# [THE INPUT]
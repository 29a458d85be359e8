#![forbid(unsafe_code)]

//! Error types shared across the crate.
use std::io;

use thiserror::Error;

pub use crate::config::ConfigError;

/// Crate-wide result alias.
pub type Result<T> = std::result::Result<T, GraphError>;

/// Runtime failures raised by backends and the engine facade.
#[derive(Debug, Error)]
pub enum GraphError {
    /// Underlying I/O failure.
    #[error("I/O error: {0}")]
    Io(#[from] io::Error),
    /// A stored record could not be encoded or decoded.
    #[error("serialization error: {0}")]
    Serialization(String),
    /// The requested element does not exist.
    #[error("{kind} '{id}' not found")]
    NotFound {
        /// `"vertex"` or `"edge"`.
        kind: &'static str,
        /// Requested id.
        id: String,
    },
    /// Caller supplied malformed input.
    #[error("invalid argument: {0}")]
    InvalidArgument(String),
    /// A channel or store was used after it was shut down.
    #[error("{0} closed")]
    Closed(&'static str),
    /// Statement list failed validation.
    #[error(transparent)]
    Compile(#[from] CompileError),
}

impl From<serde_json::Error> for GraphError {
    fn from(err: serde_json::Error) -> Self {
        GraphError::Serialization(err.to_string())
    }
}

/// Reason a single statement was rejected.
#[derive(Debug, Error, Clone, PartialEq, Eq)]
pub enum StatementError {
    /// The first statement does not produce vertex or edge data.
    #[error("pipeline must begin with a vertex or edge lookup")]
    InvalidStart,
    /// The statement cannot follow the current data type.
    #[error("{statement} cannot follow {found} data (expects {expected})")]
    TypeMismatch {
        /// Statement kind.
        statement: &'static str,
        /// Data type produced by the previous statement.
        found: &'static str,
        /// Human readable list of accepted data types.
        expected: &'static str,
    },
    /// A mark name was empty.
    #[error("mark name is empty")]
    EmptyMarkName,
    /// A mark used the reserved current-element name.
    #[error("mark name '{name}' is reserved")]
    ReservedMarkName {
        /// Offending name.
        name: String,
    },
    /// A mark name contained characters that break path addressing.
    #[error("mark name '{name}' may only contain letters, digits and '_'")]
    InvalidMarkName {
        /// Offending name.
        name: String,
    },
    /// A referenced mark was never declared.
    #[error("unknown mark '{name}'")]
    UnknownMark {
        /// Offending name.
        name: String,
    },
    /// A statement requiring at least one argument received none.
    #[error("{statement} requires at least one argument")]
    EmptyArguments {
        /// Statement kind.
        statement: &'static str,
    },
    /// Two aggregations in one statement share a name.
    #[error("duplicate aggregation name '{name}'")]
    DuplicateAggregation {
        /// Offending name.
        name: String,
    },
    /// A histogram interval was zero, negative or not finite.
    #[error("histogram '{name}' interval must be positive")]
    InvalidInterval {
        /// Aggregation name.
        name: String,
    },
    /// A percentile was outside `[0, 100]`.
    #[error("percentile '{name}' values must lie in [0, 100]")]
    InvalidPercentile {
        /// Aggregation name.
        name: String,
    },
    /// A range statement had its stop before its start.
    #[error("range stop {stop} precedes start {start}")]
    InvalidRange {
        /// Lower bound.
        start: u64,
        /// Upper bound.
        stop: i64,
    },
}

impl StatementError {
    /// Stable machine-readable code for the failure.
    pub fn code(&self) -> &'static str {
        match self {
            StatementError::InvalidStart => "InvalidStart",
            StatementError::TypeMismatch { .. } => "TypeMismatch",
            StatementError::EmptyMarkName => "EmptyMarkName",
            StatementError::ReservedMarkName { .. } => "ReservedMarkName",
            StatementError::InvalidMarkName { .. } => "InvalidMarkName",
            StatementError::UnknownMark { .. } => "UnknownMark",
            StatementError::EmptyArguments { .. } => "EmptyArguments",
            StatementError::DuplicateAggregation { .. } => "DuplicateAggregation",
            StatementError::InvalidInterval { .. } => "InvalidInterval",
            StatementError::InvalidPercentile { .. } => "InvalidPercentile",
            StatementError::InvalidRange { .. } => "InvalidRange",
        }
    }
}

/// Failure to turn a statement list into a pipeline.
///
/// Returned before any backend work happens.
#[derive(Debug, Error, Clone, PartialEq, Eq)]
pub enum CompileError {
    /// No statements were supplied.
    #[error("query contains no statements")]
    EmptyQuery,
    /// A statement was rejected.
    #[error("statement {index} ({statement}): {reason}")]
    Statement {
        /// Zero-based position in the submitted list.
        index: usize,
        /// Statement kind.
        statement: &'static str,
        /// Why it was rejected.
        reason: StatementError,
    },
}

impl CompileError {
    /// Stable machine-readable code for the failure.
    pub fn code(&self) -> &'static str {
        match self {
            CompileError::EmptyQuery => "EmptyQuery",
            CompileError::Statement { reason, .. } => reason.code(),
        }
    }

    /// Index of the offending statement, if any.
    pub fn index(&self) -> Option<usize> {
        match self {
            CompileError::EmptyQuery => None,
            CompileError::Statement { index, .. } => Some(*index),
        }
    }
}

---

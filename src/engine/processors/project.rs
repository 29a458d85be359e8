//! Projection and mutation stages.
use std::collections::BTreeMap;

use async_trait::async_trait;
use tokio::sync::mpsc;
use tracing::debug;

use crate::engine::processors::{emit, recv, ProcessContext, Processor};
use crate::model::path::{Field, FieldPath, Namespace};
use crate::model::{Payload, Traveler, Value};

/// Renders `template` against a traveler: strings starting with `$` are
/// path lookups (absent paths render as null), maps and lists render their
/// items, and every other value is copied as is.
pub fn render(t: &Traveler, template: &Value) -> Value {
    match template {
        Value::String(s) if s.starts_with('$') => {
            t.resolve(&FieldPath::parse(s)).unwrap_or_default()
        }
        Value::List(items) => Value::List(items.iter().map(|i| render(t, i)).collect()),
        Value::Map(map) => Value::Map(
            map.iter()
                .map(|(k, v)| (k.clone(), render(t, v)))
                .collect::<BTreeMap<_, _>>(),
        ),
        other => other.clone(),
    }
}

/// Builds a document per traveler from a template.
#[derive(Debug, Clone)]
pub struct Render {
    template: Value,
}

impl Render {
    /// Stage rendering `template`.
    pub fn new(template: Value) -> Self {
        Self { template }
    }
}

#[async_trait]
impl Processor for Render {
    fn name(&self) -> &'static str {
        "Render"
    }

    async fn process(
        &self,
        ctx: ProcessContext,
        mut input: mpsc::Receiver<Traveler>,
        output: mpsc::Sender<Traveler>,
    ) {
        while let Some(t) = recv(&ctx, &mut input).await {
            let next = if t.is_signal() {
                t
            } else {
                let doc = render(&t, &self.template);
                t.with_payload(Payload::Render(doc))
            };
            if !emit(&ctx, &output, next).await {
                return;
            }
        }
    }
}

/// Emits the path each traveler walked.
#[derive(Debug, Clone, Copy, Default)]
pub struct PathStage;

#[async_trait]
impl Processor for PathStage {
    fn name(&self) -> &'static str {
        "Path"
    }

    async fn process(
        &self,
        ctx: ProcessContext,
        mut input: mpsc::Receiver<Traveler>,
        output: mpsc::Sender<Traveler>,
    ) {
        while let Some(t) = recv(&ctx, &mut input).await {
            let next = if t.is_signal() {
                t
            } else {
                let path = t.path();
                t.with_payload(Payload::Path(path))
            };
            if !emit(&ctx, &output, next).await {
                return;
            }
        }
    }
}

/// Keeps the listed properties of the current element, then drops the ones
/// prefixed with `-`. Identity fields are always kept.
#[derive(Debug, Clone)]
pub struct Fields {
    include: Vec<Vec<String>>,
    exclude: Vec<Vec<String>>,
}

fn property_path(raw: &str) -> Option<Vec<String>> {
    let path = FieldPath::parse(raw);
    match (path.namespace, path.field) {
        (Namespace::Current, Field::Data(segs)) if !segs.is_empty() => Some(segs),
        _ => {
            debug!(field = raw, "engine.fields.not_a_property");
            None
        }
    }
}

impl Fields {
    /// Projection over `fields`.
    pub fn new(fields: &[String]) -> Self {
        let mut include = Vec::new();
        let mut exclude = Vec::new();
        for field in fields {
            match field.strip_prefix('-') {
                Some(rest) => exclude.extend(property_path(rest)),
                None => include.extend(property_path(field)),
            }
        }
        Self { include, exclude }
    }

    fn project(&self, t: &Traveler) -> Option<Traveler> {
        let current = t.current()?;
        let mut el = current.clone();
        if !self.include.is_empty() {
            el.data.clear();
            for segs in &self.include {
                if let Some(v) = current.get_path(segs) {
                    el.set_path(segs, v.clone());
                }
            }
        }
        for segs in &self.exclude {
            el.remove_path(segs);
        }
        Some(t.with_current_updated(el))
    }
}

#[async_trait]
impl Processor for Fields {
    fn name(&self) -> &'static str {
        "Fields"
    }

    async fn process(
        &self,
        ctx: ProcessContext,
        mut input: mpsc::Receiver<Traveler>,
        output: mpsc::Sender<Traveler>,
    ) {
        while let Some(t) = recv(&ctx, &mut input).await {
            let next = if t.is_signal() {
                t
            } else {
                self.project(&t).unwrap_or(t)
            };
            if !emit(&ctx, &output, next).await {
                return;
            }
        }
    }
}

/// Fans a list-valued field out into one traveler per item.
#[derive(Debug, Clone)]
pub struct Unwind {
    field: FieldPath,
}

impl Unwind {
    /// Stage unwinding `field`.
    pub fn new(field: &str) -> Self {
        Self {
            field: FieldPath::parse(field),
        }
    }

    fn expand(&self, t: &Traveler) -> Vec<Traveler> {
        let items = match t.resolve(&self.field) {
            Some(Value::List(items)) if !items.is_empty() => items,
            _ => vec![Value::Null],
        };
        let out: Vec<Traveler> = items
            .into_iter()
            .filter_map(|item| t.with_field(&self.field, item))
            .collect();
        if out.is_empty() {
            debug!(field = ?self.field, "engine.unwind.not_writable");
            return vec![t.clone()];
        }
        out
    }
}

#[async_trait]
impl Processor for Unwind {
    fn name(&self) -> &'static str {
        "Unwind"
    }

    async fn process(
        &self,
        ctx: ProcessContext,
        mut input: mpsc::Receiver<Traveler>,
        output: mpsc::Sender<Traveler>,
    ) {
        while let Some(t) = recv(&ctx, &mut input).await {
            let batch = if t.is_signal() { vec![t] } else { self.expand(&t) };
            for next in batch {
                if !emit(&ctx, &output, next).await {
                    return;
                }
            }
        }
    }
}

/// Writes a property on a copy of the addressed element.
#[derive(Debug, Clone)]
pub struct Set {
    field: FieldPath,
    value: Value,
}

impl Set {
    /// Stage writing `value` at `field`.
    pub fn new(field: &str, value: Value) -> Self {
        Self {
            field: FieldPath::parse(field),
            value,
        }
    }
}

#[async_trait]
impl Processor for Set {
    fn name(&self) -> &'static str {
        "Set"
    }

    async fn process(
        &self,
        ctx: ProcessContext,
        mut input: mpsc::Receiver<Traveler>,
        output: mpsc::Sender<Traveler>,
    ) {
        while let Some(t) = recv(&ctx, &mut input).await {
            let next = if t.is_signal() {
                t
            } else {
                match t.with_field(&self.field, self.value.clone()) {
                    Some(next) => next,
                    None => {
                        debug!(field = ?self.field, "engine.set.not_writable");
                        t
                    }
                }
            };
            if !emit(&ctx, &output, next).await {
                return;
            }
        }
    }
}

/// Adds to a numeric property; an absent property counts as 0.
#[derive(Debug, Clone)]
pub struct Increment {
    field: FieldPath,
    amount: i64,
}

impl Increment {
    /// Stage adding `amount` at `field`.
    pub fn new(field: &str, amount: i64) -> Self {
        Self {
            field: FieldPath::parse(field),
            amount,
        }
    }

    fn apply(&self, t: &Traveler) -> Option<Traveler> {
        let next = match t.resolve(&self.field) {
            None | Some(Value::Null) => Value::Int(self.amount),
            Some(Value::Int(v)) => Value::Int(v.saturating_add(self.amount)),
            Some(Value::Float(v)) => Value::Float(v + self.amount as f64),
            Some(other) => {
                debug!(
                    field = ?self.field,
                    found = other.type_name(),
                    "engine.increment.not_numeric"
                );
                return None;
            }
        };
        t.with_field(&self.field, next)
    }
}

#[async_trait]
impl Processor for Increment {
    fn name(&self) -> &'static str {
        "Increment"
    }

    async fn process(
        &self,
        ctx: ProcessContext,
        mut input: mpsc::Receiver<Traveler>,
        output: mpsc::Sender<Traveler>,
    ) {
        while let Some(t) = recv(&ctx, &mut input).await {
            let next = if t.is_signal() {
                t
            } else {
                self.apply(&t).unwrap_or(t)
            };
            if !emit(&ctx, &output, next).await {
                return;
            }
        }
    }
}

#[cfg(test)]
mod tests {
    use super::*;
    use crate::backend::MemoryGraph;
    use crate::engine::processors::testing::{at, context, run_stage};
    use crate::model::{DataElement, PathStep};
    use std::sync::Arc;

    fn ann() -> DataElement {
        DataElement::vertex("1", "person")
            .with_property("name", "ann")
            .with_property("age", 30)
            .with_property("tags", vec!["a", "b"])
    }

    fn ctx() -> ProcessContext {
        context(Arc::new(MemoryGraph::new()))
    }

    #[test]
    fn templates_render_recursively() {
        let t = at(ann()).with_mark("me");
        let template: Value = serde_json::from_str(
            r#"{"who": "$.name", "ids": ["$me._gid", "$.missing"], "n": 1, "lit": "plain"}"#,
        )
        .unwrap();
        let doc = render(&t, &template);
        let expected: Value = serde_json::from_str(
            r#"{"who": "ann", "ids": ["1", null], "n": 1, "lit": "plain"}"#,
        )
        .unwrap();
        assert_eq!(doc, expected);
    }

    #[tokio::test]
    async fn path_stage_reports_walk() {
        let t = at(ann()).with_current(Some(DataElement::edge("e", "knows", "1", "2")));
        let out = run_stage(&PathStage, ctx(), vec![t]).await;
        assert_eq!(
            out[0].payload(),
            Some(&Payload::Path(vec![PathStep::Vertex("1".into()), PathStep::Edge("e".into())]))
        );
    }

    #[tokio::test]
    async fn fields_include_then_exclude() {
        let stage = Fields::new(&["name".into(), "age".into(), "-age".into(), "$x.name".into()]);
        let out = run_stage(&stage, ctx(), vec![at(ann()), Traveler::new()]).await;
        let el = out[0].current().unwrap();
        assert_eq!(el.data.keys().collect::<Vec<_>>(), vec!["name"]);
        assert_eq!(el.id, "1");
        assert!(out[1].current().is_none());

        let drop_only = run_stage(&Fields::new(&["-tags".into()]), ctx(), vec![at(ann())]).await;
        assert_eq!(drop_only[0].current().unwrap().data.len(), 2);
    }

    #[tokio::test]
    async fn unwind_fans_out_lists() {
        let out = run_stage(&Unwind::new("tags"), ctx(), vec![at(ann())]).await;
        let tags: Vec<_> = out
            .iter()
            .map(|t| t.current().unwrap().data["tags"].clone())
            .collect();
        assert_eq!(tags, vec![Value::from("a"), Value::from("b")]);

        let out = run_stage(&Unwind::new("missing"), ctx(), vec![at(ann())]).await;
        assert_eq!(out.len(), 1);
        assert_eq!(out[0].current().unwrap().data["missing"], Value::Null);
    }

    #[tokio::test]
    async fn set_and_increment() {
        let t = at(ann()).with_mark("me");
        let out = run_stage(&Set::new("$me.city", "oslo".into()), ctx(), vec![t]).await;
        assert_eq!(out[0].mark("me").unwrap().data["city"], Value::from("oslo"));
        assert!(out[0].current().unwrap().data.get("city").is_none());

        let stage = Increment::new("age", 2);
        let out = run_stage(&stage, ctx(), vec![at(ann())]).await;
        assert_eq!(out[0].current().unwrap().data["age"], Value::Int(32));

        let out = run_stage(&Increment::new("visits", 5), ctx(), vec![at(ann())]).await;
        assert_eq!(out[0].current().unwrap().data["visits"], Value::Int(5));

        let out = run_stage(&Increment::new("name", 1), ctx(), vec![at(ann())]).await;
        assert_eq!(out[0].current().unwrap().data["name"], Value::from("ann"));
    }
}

* * *

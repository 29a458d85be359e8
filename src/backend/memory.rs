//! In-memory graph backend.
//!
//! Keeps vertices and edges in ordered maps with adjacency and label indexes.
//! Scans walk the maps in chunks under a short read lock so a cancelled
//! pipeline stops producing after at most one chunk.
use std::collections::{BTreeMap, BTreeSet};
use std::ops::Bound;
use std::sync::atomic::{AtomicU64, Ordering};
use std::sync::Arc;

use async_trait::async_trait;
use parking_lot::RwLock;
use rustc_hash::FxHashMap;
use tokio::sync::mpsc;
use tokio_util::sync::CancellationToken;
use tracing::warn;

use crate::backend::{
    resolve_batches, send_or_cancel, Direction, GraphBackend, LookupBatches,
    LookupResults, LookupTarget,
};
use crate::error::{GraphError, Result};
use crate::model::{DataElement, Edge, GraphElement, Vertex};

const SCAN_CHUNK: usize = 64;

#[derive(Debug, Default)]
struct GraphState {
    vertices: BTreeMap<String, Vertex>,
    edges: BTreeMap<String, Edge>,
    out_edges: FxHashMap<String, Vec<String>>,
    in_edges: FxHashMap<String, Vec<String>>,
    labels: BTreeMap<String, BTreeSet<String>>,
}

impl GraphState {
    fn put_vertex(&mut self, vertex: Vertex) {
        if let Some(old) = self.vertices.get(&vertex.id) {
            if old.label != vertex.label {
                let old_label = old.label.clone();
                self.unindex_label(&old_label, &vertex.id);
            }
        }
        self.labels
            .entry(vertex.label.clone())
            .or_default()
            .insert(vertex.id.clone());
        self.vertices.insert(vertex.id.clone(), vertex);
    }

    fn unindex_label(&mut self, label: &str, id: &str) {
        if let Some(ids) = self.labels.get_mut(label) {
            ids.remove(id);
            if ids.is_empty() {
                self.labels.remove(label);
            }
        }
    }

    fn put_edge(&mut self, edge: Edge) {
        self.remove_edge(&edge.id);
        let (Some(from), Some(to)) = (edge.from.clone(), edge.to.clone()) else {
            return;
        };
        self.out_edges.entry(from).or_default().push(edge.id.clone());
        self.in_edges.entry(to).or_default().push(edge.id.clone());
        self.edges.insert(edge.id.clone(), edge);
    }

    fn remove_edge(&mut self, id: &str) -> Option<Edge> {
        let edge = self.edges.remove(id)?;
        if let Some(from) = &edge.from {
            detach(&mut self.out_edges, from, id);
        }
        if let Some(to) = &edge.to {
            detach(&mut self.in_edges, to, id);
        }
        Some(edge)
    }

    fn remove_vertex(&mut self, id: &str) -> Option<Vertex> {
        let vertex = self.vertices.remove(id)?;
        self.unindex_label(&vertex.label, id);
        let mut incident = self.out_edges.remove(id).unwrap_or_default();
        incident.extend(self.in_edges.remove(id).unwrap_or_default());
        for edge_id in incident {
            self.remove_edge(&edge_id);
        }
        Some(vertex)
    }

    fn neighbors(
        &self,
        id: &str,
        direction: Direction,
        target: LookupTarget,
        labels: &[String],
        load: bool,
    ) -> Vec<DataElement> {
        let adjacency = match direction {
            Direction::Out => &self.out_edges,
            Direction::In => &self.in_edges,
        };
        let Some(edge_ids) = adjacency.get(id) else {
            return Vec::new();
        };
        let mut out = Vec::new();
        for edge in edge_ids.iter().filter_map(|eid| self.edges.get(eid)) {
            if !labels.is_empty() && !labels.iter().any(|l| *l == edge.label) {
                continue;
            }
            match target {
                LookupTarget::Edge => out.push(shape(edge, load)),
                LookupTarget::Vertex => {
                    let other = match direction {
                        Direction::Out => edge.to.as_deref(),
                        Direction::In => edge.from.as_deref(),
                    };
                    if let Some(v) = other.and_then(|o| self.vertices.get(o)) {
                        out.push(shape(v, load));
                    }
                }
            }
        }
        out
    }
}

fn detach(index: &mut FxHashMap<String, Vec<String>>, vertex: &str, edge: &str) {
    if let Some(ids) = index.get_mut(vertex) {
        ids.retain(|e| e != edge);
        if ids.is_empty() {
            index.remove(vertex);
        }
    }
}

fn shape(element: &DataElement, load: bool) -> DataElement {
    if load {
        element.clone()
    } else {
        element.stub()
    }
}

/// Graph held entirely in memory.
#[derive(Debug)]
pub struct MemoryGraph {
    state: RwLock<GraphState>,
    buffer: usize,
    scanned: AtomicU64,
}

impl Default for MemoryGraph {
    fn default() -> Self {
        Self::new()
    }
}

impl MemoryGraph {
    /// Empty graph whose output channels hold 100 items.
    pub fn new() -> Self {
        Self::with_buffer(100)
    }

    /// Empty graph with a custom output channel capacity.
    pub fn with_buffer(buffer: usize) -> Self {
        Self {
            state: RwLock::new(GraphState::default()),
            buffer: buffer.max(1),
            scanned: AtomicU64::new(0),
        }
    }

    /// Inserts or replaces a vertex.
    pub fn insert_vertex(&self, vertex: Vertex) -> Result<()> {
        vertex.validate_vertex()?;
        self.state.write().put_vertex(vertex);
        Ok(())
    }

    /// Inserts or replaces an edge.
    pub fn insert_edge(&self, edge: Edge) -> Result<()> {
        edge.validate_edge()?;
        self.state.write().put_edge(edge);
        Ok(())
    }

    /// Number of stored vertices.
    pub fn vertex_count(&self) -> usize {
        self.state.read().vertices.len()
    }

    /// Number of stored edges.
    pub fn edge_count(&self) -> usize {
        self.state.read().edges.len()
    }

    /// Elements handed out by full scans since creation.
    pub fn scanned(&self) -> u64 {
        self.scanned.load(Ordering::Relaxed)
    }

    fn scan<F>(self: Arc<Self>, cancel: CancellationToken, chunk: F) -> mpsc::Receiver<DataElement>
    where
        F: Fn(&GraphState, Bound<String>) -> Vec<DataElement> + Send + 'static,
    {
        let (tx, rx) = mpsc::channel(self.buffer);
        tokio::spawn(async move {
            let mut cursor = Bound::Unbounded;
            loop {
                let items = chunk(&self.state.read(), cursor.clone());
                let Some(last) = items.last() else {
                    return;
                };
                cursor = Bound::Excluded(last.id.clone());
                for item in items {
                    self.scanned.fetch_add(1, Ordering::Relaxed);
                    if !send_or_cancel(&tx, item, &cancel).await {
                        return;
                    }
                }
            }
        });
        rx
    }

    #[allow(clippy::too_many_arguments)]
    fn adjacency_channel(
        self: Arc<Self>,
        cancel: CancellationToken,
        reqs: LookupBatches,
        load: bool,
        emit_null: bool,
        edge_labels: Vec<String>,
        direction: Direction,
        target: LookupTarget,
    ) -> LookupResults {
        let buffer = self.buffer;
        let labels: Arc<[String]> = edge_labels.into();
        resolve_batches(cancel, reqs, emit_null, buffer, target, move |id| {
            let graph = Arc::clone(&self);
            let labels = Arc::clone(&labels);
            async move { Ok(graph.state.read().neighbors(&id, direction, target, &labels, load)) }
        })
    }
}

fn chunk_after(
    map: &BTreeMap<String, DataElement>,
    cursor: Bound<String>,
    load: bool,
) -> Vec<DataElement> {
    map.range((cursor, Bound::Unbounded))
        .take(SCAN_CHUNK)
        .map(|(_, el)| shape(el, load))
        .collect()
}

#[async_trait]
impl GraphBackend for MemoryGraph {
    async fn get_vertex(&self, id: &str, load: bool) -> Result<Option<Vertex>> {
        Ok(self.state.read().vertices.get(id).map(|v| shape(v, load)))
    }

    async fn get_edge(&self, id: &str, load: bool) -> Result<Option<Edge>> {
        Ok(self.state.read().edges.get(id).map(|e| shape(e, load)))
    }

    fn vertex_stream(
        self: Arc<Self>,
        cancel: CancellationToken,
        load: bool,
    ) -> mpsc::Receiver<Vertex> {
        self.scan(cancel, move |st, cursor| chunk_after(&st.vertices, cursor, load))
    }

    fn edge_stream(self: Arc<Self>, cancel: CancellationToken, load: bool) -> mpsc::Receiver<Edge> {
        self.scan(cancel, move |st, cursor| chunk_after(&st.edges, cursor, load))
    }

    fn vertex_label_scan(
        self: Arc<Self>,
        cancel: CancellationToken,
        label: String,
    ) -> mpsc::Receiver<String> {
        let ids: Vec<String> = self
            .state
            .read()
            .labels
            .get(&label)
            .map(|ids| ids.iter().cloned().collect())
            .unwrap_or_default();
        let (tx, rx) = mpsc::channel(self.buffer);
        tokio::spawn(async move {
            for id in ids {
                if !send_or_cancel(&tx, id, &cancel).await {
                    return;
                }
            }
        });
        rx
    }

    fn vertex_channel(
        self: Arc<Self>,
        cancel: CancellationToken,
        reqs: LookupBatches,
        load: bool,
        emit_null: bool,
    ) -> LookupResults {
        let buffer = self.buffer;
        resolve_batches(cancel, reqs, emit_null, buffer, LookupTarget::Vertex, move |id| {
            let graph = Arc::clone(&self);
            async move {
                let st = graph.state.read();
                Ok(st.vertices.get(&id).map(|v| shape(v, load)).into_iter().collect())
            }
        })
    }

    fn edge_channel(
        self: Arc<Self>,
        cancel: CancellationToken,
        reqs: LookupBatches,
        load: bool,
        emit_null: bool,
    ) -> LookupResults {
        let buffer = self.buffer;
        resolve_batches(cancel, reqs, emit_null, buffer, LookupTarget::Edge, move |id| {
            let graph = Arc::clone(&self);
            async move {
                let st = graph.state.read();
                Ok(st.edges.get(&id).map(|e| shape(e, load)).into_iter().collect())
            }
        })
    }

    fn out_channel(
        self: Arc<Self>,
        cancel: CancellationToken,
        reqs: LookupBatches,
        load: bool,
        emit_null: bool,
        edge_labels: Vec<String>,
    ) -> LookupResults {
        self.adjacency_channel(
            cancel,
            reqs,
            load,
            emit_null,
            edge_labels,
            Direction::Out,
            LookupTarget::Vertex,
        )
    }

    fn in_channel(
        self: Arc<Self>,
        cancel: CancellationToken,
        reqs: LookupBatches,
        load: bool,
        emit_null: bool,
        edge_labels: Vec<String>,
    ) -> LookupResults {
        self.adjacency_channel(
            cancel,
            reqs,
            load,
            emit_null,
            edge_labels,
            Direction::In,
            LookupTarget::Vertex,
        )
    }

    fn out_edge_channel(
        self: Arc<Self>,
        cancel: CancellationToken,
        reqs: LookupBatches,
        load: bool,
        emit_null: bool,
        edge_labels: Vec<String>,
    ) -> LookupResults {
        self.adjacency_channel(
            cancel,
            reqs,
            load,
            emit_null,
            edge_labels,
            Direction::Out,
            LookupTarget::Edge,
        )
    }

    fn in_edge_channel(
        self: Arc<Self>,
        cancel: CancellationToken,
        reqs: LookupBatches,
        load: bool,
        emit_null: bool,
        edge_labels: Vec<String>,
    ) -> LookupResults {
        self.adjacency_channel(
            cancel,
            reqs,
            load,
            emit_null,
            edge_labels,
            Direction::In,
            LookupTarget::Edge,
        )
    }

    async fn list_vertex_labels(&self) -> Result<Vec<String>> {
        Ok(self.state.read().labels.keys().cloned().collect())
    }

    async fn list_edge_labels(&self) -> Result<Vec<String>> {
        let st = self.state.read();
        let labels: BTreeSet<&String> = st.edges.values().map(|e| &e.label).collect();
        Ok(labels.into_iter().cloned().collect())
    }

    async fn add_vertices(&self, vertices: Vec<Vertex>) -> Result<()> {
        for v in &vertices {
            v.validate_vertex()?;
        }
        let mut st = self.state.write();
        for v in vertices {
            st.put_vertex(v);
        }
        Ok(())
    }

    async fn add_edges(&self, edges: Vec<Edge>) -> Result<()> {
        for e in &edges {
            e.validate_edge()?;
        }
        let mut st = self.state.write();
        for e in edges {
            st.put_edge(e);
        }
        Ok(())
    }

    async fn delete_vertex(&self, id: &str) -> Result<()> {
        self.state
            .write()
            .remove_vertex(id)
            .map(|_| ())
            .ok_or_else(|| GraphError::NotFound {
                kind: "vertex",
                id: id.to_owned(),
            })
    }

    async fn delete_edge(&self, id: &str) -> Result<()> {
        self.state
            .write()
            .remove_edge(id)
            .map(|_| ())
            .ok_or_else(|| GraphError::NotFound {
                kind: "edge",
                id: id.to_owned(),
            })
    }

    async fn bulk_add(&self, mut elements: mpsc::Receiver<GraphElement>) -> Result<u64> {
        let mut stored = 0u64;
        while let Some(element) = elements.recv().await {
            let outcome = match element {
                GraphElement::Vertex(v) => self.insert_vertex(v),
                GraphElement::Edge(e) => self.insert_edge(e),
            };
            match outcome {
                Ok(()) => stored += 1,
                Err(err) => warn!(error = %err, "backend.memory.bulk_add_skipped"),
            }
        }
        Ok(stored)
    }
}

# [PROBLEM]
Please copy out each line of the data in which the word "InvalidInterval" occurs.

# [SOLUTION FOR THIS TASK]
    InvalidInterval {
            StatementError::InvalidInterval { .. } => "InvalidInterval",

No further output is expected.